The market recovered a bit after experiencing massive sell-off due to speculations about government regulations and other factors. After posting a record low of $5,947.40 per coin, Bitcoin went beyond the $10,000 mark on Friday. However, this is still way below the December record high.
Buterin noted in December that investors in the cryptomarket had a wild investment behavior. He said that it is comparable to the exuberant payment for the “Salvator Mundi” painting of Leonardo Da Vinci. This behavior is indicative of the inherent volatility of the market and is also akin to a manic-depressive cycle of extreme dips and highs. However, the overall pattern so far is downward.
The Ethereum co-founder also warned against scammers who are imitating his Twitter account and offering Bitcoins to unsuspecting victims.
According to CNBC in another article, there are four main factors that could trigger the crash of the cryptocurrency market: regulations, exchanges, credit, and tether.

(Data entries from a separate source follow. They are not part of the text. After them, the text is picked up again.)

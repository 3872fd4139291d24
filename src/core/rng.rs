//! Deterministic random number generation for rule seeds and gameplay draws.
//!
//! ## Key Features
//!
//! - **Deterministic**: Same seed produces identical sequence
//! - **Key-sorted shuffles**: Permutations are built by drawing one key per
//!   element and stable-sorting, so the draw count per shuffle is fixed
//! - **Serializable**: O(1) state capture and restore
//!
//! ## Usage
//!
//! ```
//! use directional_button::core::GameRng;
//!
//! let mut rng = GameRng::new(42);
//! let order = rng.shuffle_by_keys((0..13).collect::<Vec<usize>>());
//!
//! let mut again = GameRng::new(42);
//! assert_eq!(order, again.shuffle_by_keys((0..13).collect::<Vec<usize>>()));
//! ```

use rand::{Rng, SeedableRng};
use rand_chacha::ChaCha8Rng;
use serde::{Deserialize, Serialize};

/// Deterministic RNG shared by the rule-seed generator and the puzzle.
///
/// Uses ChaCha8 for speed while maintaining cryptographic quality randomness.
#[derive(Clone, Debug)]
pub struct GameRng {
    inner: ChaCha8Rng,
    seed: u64,
}

impl GameRng {
    /// Create a new RNG with the given seed.
    #[must_use]
    pub fn new(seed: u64) -> Self {
        Self {
            inner: ChaCha8Rng::seed_from_u64(seed),
            seed,
        }
    }

    /// The seed this stream was created from.
    #[must_use]
    pub fn seed(&self) -> u64 {
        self.seed
    }

    /// Draw a real number in `[0, 1)`.
    pub fn next_double(&mut self) -> f64 {
        self.inner.gen::<f64>()
    }

    /// Draw an integer in `[0, bound)`.
    pub fn next_below(&mut self, bound: u8) -> u8 {
        self.inner.gen_range(0..bound)
    }

    /// Generate a random usize in the given range.
    pub fn gen_range_usize(&mut self, range: std::ops::Range<usize>) -> usize {
        self.inner.gen_range(range)
    }

    /// Permute `items` by decorate-sort-undecorate.
    ///
    /// Draws exactly one key per element, in element order, then sorts
    /// stably by key. Equal keys keep their input order.
    pub fn shuffle_by_keys<T>(&mut self, items: Vec<T>) -> Vec<T> {
        let mut keyed: Vec<(f64, T)> = items
            .into_iter()
            .map(|item| (self.next_double(), item))
            .collect();
        keyed.sort_by(|a, b| a.0.total_cmp(&b.0));
        keyed.into_iter().map(|(_, item)| item).collect()
    }

    /// Get the current state for serialization.
    #[must_use]
    pub fn state(&self) -> GameRngState {
        GameRngState {
            seed: self.seed,
            word_pos: self.inner.get_word_pos(),
        }
    }

    /// Restore from a saved state.
    #[must_use]
    pub fn from_state(state: &GameRngState) -> Self {
        let mut inner = ChaCha8Rng::seed_from_u64(state.seed);
        inner.set_word_pos(state.word_pos);
        Self {
            inner,
            seed: state.seed,
        }
    }
}

/// Serializable RNG state for snapshots.
///
/// Uses ChaCha8 word position for O(1) serialization regardless of
/// how many random numbers have been generated.
#[derive(Clone, Debug, PartialEq, Eq, Serialize, Deserialize)]
pub struct GameRngState {
    /// Original seed
    pub seed: u64,
    /// ChaCha8 word position (128-bit counter)
    pub word_pos: u128,
}
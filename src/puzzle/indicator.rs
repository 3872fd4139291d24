//! Headless model of the stage indicator lights and the strike flash.
//!
//! Renderers read [`Indicators`]; the puzzle only decides which state each
//! light is in.

use serde::{Deserialize, Serialize};

/// Number of stage lights on the module.
pub const LIGHT_COUNT: usize = 3;

/// State of one stage light.
#[derive(Clone, Copy, Debug, Default, PartialEq, Eq, Serialize, Deserialize)]
pub enum Light {
    /// Dark.
    #[default]
    Off,
    /// Grey: presses under way for this stage.
    Pending,
    /// Green: a stage was cleared.
    Cleared,
    /// Red: strike flash.
    Struck,
}

/// The row of stage lights.
#[derive(Clone, Copy, Debug, Default, PartialEq, Eq, Serialize, Deserialize)]
pub struct Indicators {
    lights: [Light; LIGHT_COUNT],
}

impl Indicators {
    /// All lights.
    #[must_use]
    pub fn lights(&self) -> &[Light; LIGHT_COUNT] {
        &self.lights
    }

    /// Mark lights from `first` onwards as pending.
    pub fn mark_pending_from(&mut self, first: usize) {
        for light in self.lights.iter_mut().skip(first) {
            *light = Light::Pending;
        }
    }

    /// Set every light.
    pub fn set_all(&mut self, light: Light) {
        self.lights = [light; LIGHT_COUNT];
    }
}

/// Timer for the red strike flash.
#[derive(Clone, Copy, Debug, Default, PartialEq, Serialize, Deserialize)]
pub struct StrikeFlash {
    ends_at: Option<f64>,
}

impl StrikeFlash {
    /// Start (or restart) a flash lasting `duration` from `now`.
    pub fn start(&mut self, now: f64, duration: f64) {
        self.ends_at = Some(now + duration);
    }

    /// True while a flash is running.
    #[must_use]
    pub fn is_active(&self) -> bool {
        self.ends_at.is_some()
    }

    /// Advance to `now`. Returns true exactly once, when the flash ends.
    pub fn tick(&mut self, now: f64) -> bool {
        match self.ends_at {
            Some(end) if now >= end => {
                self.ends_at = None;
                true
            }
            _ => false,
        }
    }
}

The first factor, regulations, has the largest impact. It could potentially choke the crypto market to death as some countries like China implement bans and other countries impose limits on trades. Then, back in 2014, the exchanges account for 70 percent of the trading volume, which led to a decline. Today, the exchanges only account for about 10 percent, but they are still significant to create ripple effects.
The third factor, credit, has a lesser effect, but it could result in a five percent drop on the exchanges. Even a 10 percent decrease is possible with the help of credits. Finally, there’s tether, which is the difference between the market cap and the actual trades made by investors. For instance, if the market cap is $1 billion, the actual currency could be as low as $50.